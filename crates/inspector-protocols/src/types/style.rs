//! Computed style snapshot.

use serde::{Deserialize, Serialize};

/// The five computed properties the inspector reports, as resolved by the host.
#[derive(Debug, Clone, PartialEq, Eq, Default, Serialize, Deserialize)]
#[serde(rename_all = "camelCase")]
pub struct ComputedStyle {
    pub color: String,
    pub background_color: String,
    pub font_size: String,
    pub font_weight: String,
    pub display: String,
}

impl ComputedStyle {
    /// Properties keyed by their CSSOM names, in reporting order.
    pub fn entries(&self) -> [(&'static str, &str); 5] {
        [
            ("color", &self.color),
            ("backgroundColor", &self.background_color),
            ("fontSize", &self.font_size),
            ("fontWeight", &self.font_weight),
            ("display", &self.display),
        ]
    }
}
//! # Inspector Config
//!
//! Configuration management for the element inspector.

mod error;
mod loader;
mod schema;
mod validator;

pub use error::ConfigError;
pub use loader::ConfigLoader;
pub use schema::*;
pub use validator::{ConfigValidator, ValidationError, ValidationResult, ValidationWarning};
★ ★ ★ ★ ★ ★ ★
• What is expected
Look over the listing above and copy each line that contains "serde".

• Written answer
use serde::{Deserialize, Serialize};
#[serde(rename_all = "camelCase")]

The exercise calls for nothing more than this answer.